Police had gathered around Besigye's residence late on Wednesday, a day before Besigye and other party officials planned to travel to eastern Ugandan towns for rallies and to open offices, Byamugisha added.
"Police actions are obviously illegal and meant only to give an unfair advantage to Museveni," he said.
Besigye and former Prime Minister Amama Mbabazi, another Museveni challenger, have both accused police of intimidating and harassing their supporters and breaking up rallies with live rounds, tear gas and water cannon.
Video broadcast on local television on Saturday showed officers undressing a woman opposition supporter as they stopped a convoy of opposition leaders including Besigye from travelling to a western Ugandan town for a rally.
Local newspapers published images of vehicles in the convoy with shattered windows.

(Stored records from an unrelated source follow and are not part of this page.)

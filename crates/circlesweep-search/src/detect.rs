//! Circle detection seam.
//!
//! This module defines the [`Detector`] trait the search calls once per
//! grid cell, and the [`DetectorKind`] enum for selecting a built-in
//! implementation at runtime.
//!
//! # Strategy pattern
//!
//! The search never looks inside a detector: it hands over an image and
//! a [`DetectRequest`] and scores whatever circles come back. Tests plug
//! in deterministic closures; the CLI uses [`DetectorKind::Contour`].

use image::GrayImage;
use serde::{Deserialize, Serialize};

use crate::contour;
use crate::types::{DetectedCircle, ParameterCombination};

/// Lower radius bound as a fraction of the target radius.
pub const MIN_RADIUS_FACTOR: f64 = 0.7;

/// Upper radius bound as a fraction of the target radius.
pub const MAX_RADIUS_FACTOR: f64 = 1.3;

/// Minimum center separation as a fraction of the target diameter.
pub const MIN_SEPARATION_FACTOR: f64 = 0.5;

const _: () = assert!(MIN_RADIUS_FACTOR < 1.0 && MAX_RADIUS_FACTOR > 1.0);

/// Everything a detector needs besides the image.
#[derive(Debug, Clone, Copy, PartialEq, Serialize, Deserialize)]
pub struct DetectRequest {
    /// Smallest radius to report, in pixels.
    pub min_radius: u32,
    /// Largest radius to report, in pixels.
    pub max_radius: u32,
    /// Canny (high) threshold.
    pub canny_threshold: f64,
    /// Minimum edge support for a reported circle.
    pub accumulator_threshold: f64,
    /// Minimum distance between reported circle centers, in pixels.
    pub min_separation: f64,
}

impl DetectRequest {
    /// Derive radius bounds and separation from the target diameter
    /// using [`MIN_RADIUS_FACTOR`], [`MAX_RADIUS_FACTOR`] and
    /// [`MIN_SEPARATION_FACTOR`].
    #[must_use]
    #[allow(clippy::cast_possible_truncation, clippy::cast_sign_loss)]
    pub fn for_target(target_diameter: f64, parameters: ParameterCombination) -> Self {
        let target_radius = target_diameter / 2.0;
        Self {
            min_radius: (target_radius * MIN_RADIUS_FACTOR).floor().max(0.0) as u32,
            max_radius: (target_radius * MAX_RADIUS_FACTOR).ceil().max(1.0) as u32,
            canny_threshold: parameters.canny_threshold,
            accumulator_threshold: parameters.accumulator_threshold,
            min_separation: target_diameter * MIN_SEPARATION_FACTOR,
        }
    }

    /// The grid cell this request was built from.
    #[must_use]
    pub const fn parameters(&self) -> ParameterCombination {
        ParameterCombination::new(self.canny_threshold, self.accumulator_threshold)
    }
}

/// A detector failure for a single grid cell.
///
/// Recovered by the search: the cell is counted as processed and
/// reported as a warning, and the rest of the grid carries on.
#[derive(Debug, Clone, PartialEq, Eq, thiserror::Error)]
#[error("circle detection failed: {0}")]
pub struct DetectError(pub String);

/// Trait for circle detection strategies.
///
/// Implementations are shared across worker threads and must not
/// mutate `image`. Any number of circles may be returned in any order.
pub trait Detector: Sync {
    /// Detect circles in `image` for one parameter combination.
    ///
    /// # Errors
    ///
    /// Returns [`DetectError`] if detection fails for this combination.
    fn detect(
        &self,
        image: &GrayImage,
        request: &DetectRequest,
    ) -> Result<Vec<DetectedCircle>, DetectError>;
}

impl<F> Detector for F
where
    F: Fn(&GrayImage, &DetectRequest) -> Result<Vec<DetectedCircle>, DetectError> + Sync,
{
    fn detect(
        &self,
        image: &GrayImage,
        request: &DetectRequest,
    ) -> Result<Vec<DetectedCircle>, DetectError> {
        self(image, request)
    }
}

/// Selects which built-in detector to use.
#[derive(Debug, Clone, Copy, PartialEq, Eq, Default, Serialize, Deserialize)]
pub enum DetectorKind {
    /// Canny edges and border following via `imageproc`, one circle fit
    /// per traced contour. See [`crate::contour`].
    #[default]
    Contour,
}

impl Detector for DetectorKind {
    fn detect(
        &self,
        image: &GrayImage,
        request: &DetectRequest,
    ) -> Result<Vec<DetectedCircle>, DetectError> {
        match *self {
            Self::Contour => Ok(contour::detect_circles(image, request)),
        }
    }
}
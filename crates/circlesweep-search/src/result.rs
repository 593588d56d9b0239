//! Search results and a human-readable report.
//!
//! Durations are serialized as fractional seconds (`f64`) for JSON
//! compatibility, since `std::time::Duration` does not implement serde
//! traits.

use std::time::Duration;

use serde::{Deserialize, Serialize};

use crate::observer::CompletionReport;
use crate::types::{Dimensions, ScoredCandidate};

/// Serde support for `std::time::Duration` as fractional seconds.
mod duration_serde {
    use std::time::Duration;

    use serde::{Deserialize, Deserializer, Serialize, Serializer};

    pub fn serialize<S: Serializer>(duration: &Duration, serializer: S) -> Result<S::Ok, S::Error> {
        duration.as_secs_f64().serialize(serializer)
    }

    pub fn deserialize<'de, D: Deserializer<'de>>(deserializer: D) -> Result<Duration, D::Error> {
        let secs = f64::deserialize(deserializer)?;
        Duration::try_from_secs_f64(secs).map_err(|_| {
            serde::de::Error::custom(
                "duration seconds must be finite, non-negative, and representable as a Duration",
            )
        })
    }
}

/// How a search ended.
#[derive(Debug, Clone, Copy, PartialEq)]
pub enum SearchOutcome<'a> {
    /// A qualifying circle was found.
    Found(&'a ScoredCandidate),
    /// The whole grid ran and nothing qualified.
    NoMatch,
    /// The search was cancelled before the grid was exhausted.
    Cancelled,
}

/// Everything a finished search produced.
#[derive(Debug, Clone, PartialEq, Serialize, Deserialize)]
pub struct SearchResult {
    /// The global minimum-score candidate.
    pub best: Option<ScoredCandidate>,

    /// Every published candidate, in grid order.
    pub qualifying: Vec<ScoredCandidate>,

    /// Good matches retained for diagnostic export, best first.
    /// Empty unless candidate saving is enabled.
    pub export_candidates: Vec<ScoredCandidate>,

    /// Grid cells evaluated.
    pub combinations_tested: usize,

    /// Grid cells in total.
    pub total_combinations: usize,

    /// Raw circles returned by the detector across the grid.
    pub circles_detected: usize,

    /// Cells whose detector call failed.
    pub failures: usize,

    /// Source image dimensions.
    pub dimensions: Dimensions,

    /// Worker threads used.
    pub threads: usize,

    /// The search was cancelled before the grid was exhausted.
    pub cancelled: bool,

    /// Wall-clock duration of the evaluation (seconds).
    #[serde(with = "duration_serde")]
    pub duration: Duration,
}

impl SearchResult {
    /// Number of qualifying circles published.
    #[must_use]
    pub fn circles_found(&self) -> usize {
        self.qualifying.len()
    }

    /// Found, no match, or cancelled.
    ///
    /// Cancellation takes precedence: a partial grid's winner is not a
    /// reliable answer.
    #[must_use]
    pub fn outcome(&self) -> SearchOutcome<'_> {
        if self.cancelled {
            SearchOutcome::Cancelled
        } else {
            self.best
                .as_ref()
                .map_or(SearchOutcome::NoMatch, SearchOutcome::Found)
        }
    }

    /// The payload for [`SearchObserver::completed`](crate::SearchObserver::completed).
    #[must_use]
    pub fn completion_report(&self) -> CompletionReport {
        CompletionReport::new(
            self.best.as_ref(),
            self.combinations_tested,
            self.circles_found(),
            self.cancelled,
        )
    }

    /// Format the result as a human-readable report.
    #[must_use]
    pub fn report(&self) -> String {
        let mut lines = Vec::new();

        lines.push(format!("Circle Search Report\n{}", "=".repeat(60)));
        lines.push(format!(
            "Image: {}x{}",
            self.dimensions.width, self.dimensions.height
        ));
        lines.push(format!(
            "Combinations: {}/{} on {} threads in {:.3}ms",
            self.combinations_tested,
            self.total_combinations,
            self.threads,
            self.duration.as_secs_f64() * 1000.0,
        ));
        lines.push(format!(
            "Circles: {} detected, {} qualifying",
            self.circles_detected,
            self.circles_found(),
        ));
        if self.failures > 0 {
            lines.push(format!("Failed combinations: {}", self.failures));
        }
        lines.push(String::new());

        match self.outcome() {
            SearchOutcome::Found(best) => {
                lines.push("Best match".to_string());
                lines.push("-".repeat(40));
                lines.push(format!(
                    "Canny threshold:       {}",
                    best.parameters.canny_threshold
                ));
                lines.push(format!(
                    "Accumulator threshold: {}",
                    best.parameters.accumulator_threshold
                ));
                lines.push(format!(
                    "Center:                ({:.2}, {:.2})",
                    best.circle.center.x, best.circle.center.y
                ));
                lines.push(format!(
                    "Radius:                {:.2} (diameter {:.2})",
                    best.circle.radius,
                    best.circle.diameter()
                ));
                lines.push(format!(
                    "Size difference:       {:.2}px",
                    best.size_difference
                ));
                lines.push(format!(
                    "Center distance:       {:.2}px",
                    best.center_distance
                ));
                lines.push(format!("Score:                 {:.4}", best.score));
            }
            SearchOutcome::NoMatch => lines.push("No qualifying circle found.".to_string()),
            SearchOutcome::Cancelled => lines.push("Search cancelled.".to_string()),
        }

        lines.join("\n")
    }
}
//! circlesweep: find the best centered circle of a target diameter.
//!
//! Sweeps the (Canny, accumulator) threshold grid of the built-in circle
//! detector over an image, scores every detection by diameter match and
//! distance from the image center, and reports the winner.
//!
//! # Usage
//!
//! ```text
//! circlesweep [OPTIONS] --target-diameter <PX> <IMAGE_PATH>
//! ```
//!
//! Exit status is 0 when a circle was found, 2 when the search finished
//! without a match, and 1 on error.

#![allow(clippy::print_stdout, clippy::print_stderr)]

use std::fmt;
use std::path::PathBuf;
use std::process::ExitCode;
use std::str::FromStr;

use circlesweep_io::{LogObserver, OutputOptions, find_best_circle};
use circlesweep_search::{DetectorKind, SearchConfig, SearchOutcome, ThresholdRange};
use clap::{ArgAction, Parser};

/// Find the best centered circle of a target diameter in an image.
///
/// Runs the circle detector once per (Canny threshold, accumulator
/// threshold) pair in parallel and keeps the circle whose diameter is
/// closest to the target and whose center is closest to the image
/// center.
#[derive(Parser)]
#[command(name = "circlesweep", version)]
struct Cli {
    /// Path to the input image (PNG, JPEG, BMP, WebP).
    image_path: PathBuf,

    /// Diameter of the circle to look for, in pixels.
    #[arg(long, default_value_t = SearchConfig::DEFAULT_TARGET_DIAMETER)]
    target_diameter: f64,

    /// Reject circles whose diameter differs from the target by more
    /// than this many pixels. 0 disables the filter.
    #[arg(long, default_value_t = SearchConfig::DEFAULT_DIAMETER_TOLERANCE)]
    diameter_tolerance: f64,

    /// Canny threshold sweep as START:END:STEP (inclusive).
    #[arg(long, value_name = "START:END:STEP", default_value_t = RangeArg(SearchConfig::DEFAULT_CANNY))]
    canny: RangeArg,

    /// Accumulator threshold sweep as START:END:STEP (inclusive).
    #[arg(long, value_name = "START:END:STEP", default_value_t = RangeArg(SearchConfig::DEFAULT_ACCUMULATOR))]
    accumulator: RangeArg,

    /// Weight of the diameter error in the score.
    #[arg(long, default_value_t = SearchConfig::DEFAULT_SIZE_WEIGHT)]
    size_weight: f64,

    /// Weight of the center distance in the score.
    #[arg(long, default_value_t = SearchConfig::DEFAULT_CENTER_WEIGHT)]
    center_weight: f64,

    /// Worker threads. 0 uses every available hardware thread.
    #[arg(long, default_value_t = 0)]
    max_threads: usize,

    /// Score below which a candidate counts as a good match.
    #[arg(long, default_value_t = SearchConfig::DEFAULT_GOOD_MATCH_SCORE)]
    good_match_score: f64,

    /// Keep good matches and write one annotated image per candidate
    /// into --candidates-dir.
    #[arg(long)]
    save_candidates: bool,

    /// Maximum number of saved candidates.
    #[arg(long, default_value_t = SearchConfig::DEFAULT_MAX_CANDIDATES)]
    max_candidates: usize,

    /// Save every good match instead of stopping at --max-candidates.
    #[arg(long)]
    no_candidate_limit: bool,

    /// Full search config as a JSON file.
    ///
    /// When provided, all other search parameter flags are ignored.
    /// Missing fields take their default values.
    #[arg(long, value_name = "FILE")]
    config: Option<PathBuf>,

    /// Write an annotated copy of the image here.
    #[arg(short, long, value_name = "FILE")]
    output: Option<PathBuf>,

    /// Write a plain-text summary here.
    #[arg(long, value_name = "FILE")]
    summary: Option<PathBuf>,

    /// Write an SVG overlay with the diagnostic caption here.
    #[arg(long, value_name = "FILE")]
    overlay_svg: Option<PathBuf>,

    /// Directory for per-candidate images (with --save-candidates).
    #[arg(long, value_name = "DIR", default_value = "candidates")]
    candidates_dir: PathBuf,

    /// Print the result as JSON instead of a human-readable report.
    #[arg(long)]
    json: bool,

    /// Print the resolved search config as JSON and exit.
    #[arg(long)]
    print_config: bool,

    /// Increase log verbosity (-v info, -vv debug, -vvv trace).
    /// `RUST_LOG` takes precedence.
    #[arg(short, long, action = ArgAction::Count)]
    verbose: u8,
}

/// A threshold sweep given on the command line as `START:END:STEP`.
#[derive(Debug, Clone, Copy, PartialEq)]
struct RangeArg(ThresholdRange);

impl FromStr for RangeArg {
    type Err = String;

    fn from_str(s: &str) -> Result<Self, Self::Err> {
        let parts: Vec<&str> = s.split(':').collect();
        let [start, end, step] = parts.as_slice() else {
            return Err(format!("expected START:END:STEP, got '{s}'"));
        };
        let number = |label: &str, text: &str| {
            text.trim()
                .parse::<f64>()
                .map_err(|e| format!("invalid {label} '{text}': {e}"))
        };
        Ok(Self(ThresholdRange::new(
            number("start", *start)?,
            number("end", *end)?,
            number("step", *step)?,
        )))
    }
}

impl fmt::Display for RangeArg {
    fn fmt(&self, f: &mut fmt::Formatter<'_>) -> fmt::Result {
        write!(f, "{}:{}:{}", self.0.start, self.0.end, self.0.step)
    }
}

/// Build a [`SearchConfig`] from CLI arguments.
///
/// If `--config` is provided, the file is parsed as JSON and all
/// individual search flags are ignored. Otherwise, a config is
/// assembled from the individual flags.
fn config_from_cli(cli: &Cli) -> Result<SearchConfig, String> {
    if let Some(ref path) = cli.config {
        let json = std::fs::read_to_string(path)
            .map_err(|e| format!("Error reading {}: {e}", path.display()))?;
        return serde_json::from_str(&json)
            .map_err(|e| format!("Error parsing {}: {e}", path.display()));
    }

    Ok(SearchConfig {
        target_diameter: cli.target_diameter,
        diameter_tolerance: cli.diameter_tolerance,
        canny: cli.canny.0,
        accumulator: cli.accumulator.0,
        size_weight: cli.size_weight,
        center_weight: cli.center_weight,
        max_threads: cli.max_threads,
        save_candidates: cli.save_candidates,
        limit_candidates: !cli.no_candidate_limit,
        max_candidates: cli.max_candidates,
        good_match_score: cli.good_match_score,
    })
}

fn output_from_cli(cli: &Cli) -> OutputOptions {
    OutputOptions {
        annotated_path: cli.output.clone(),
        summary_path: cli.summary.clone(),
        svg_path: cli.overlay_svg.clone(),
        candidates_dir: Some(cli.candidates_dir.clone()),
    }
}

fn init_logging(verbose: u8) {
    let level = match verbose {
        0 => "warn",
        1 => "info",
        2 => "debug",
        _ => "trace",
    };
    env_logger::Builder::from_env(env_logger::Env::default().default_filter_or(level)).init();
}

fn main() -> ExitCode {
    let cli = Cli::parse();
    init_logging(cli.verbose);

    let config = match config_from_cli(&cli) {
        Ok(c) => c,
        Err(msg) => {
            eprintln!("{msg}");
            return ExitCode::FAILURE;
        }
    };

    if cli.print_config {
        return match serde_json::to_string_pretty(&config) {
            Ok(json) => {
                println!("{json}");
                ExitCode::SUCCESS
            }
            Err(e) => {
                eprintln!("Error serializing config: {e}");
                ExitCode::FAILURE
            }
        };
    }

    if let Some(cells) = config.grid_size() {
        log::info!(
            "{}: target diameter {}, {cells} combinations",
            cli.image_path.display(),
            config.target_diameter,
        );
    }

    let result = match find_best_circle(
        &cli.image_path,
        &config,
        &DetectorKind::Contour,
        &LogObserver,
        &output_from_cli(&cli),
    ) {
        Ok(result) => result,
        Err(e) => {
            eprintln!("Error: {e}");
            return ExitCode::FAILURE;
        }
    };

    if cli.json {
        match serde_json::to_string_pretty(&result) {
            Ok(json) => println!("{json}"),
            Err(e) => {
                eprintln!("Error serializing result: {e}");
                return ExitCode::FAILURE;
            }
        }
    } else {
        println!("{}", result.report());
    }

    match result.outcome() {
        SearchOutcome::Found(_) => ExitCode::SUCCESS,
        SearchOutcome::NoMatch | SearchOutcome::Cancelled => ExitCode::from(2),
    }
}

#[cfg(test)]
#[allow(clippy::unwrap_used, clippy::float_cmp)]
mod tests {
    use super::*;

    fn parse(args: &[&str]) -> Cli {
        Cli::try_parse_from(std::iter::once("circlesweep").chain(args.iter().copied())).unwrap()
    }

    #[test]
    fn defaults_match_search_config() {
        let config = config_from_cli(&parse(&["coin.png"])).unwrap();
        assert_eq!(config, SearchConfig::default());
    }

    #[test]
    fn flags_override_fields() {
        let cli = parse(&[
            "coin.png",
            "--target-diameter",
            "60",
            "--canny",
            "90:110:10",
            "--accumulator",
            "40:60:10",
            "--max-threads",
            "3",
            "--save-candidates",
            "--no-candidate-limit",
        ]);
        let config = config_from_cli(&cli).unwrap();
        assert_eq!(config.target_diameter, 60.0);
        assert_eq!(config.canny, ThresholdRange::new(90.0, 110.0, 10.0));
        assert_eq!(config.accumulator, ThresholdRange::new(40.0, 60.0, 10.0));
        assert_eq!(config.max_threads, 3);
        assert!(config.save_candidates);
        assert!(!config.limit_candidates);
        assert_eq!(config.grid_size(), Some(9));
    }

    #[test]
    fn range_round_trips_through_display() {
        let arg: RangeArg = "50:200:10".parse().unwrap();
        assert_eq!(arg.0, SearchConfig::DEFAULT_CANNY);
        assert_eq!(arg.to_string(), "50:200:10");
    }

    #[test]
    fn malformed_range_is_rejected() {
        assert!("50:200".parse::<RangeArg>().is_err());
        assert!("50:x:10".parse::<RangeArg>().is_err());
        assert!(
            Cli::try_parse_from(["circlesweep", "coin.png", "--canny", "1:2"]).is_err()
        );
    }

    #[test]
    fn config_file_replaces_flags() {
        let dir = tempfile::tempdir().unwrap();
        let path = dir.path().join("config.json");
        std::fs::write(&path, r#"{"target_diameter": 42.0, "max_threads": 1}"#).unwrap();

        let cli = parse(&[
            "coin.png",
            "--config",
            path.to_str().unwrap(),
            "--target-diameter",
            "99",
        ]);
        let config = config_from_cli(&cli).unwrap();
        assert_eq!(config.target_diameter, 42.0);
        assert_eq!(config.max_threads, 1);
        assert_eq!(config.canny, SearchConfig::DEFAULT_CANNY);
    }

    #[test]
    fn unreadable_config_file_is_an_error() {
        let cli = parse(&["coin.png", "--config", "/definitely/not/here.json"]);
        assert!(config_from_cli(&cli).unwrap_err().contains("Error reading"));
    }

    #[test]
    fn overflowing_grid_fails_validation() {
        let cli = parse(&[
            "coin.png",
            "--canny",
            "1:1e12:1",
            "--accumulator",
            "1:1e12:1",
        ]);
        let config = config_from_cli(&cli).unwrap();
        assert_eq!(config.grid_size(), None);
        assert!(config.validate().unwrap_err().to_string().contains("grid too large"));
    }

    #[test]
    fn verbosity_counts() {
        assert_eq!(parse(&["coin.png", "-vv"]).verbose, 2);
    }
}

Separately, British rights group Privacy International accused the Ugandan government of buying computer software to monitor political opponents.
The government did not comment on whether it had bought such technology, but deputy government spokesman Bantariza told Reuters: "We do not intrude on personal privacy for political gains unless on suspicion of potential commission of a crime." (Editing by George Obulutsa and Andrew Heavens)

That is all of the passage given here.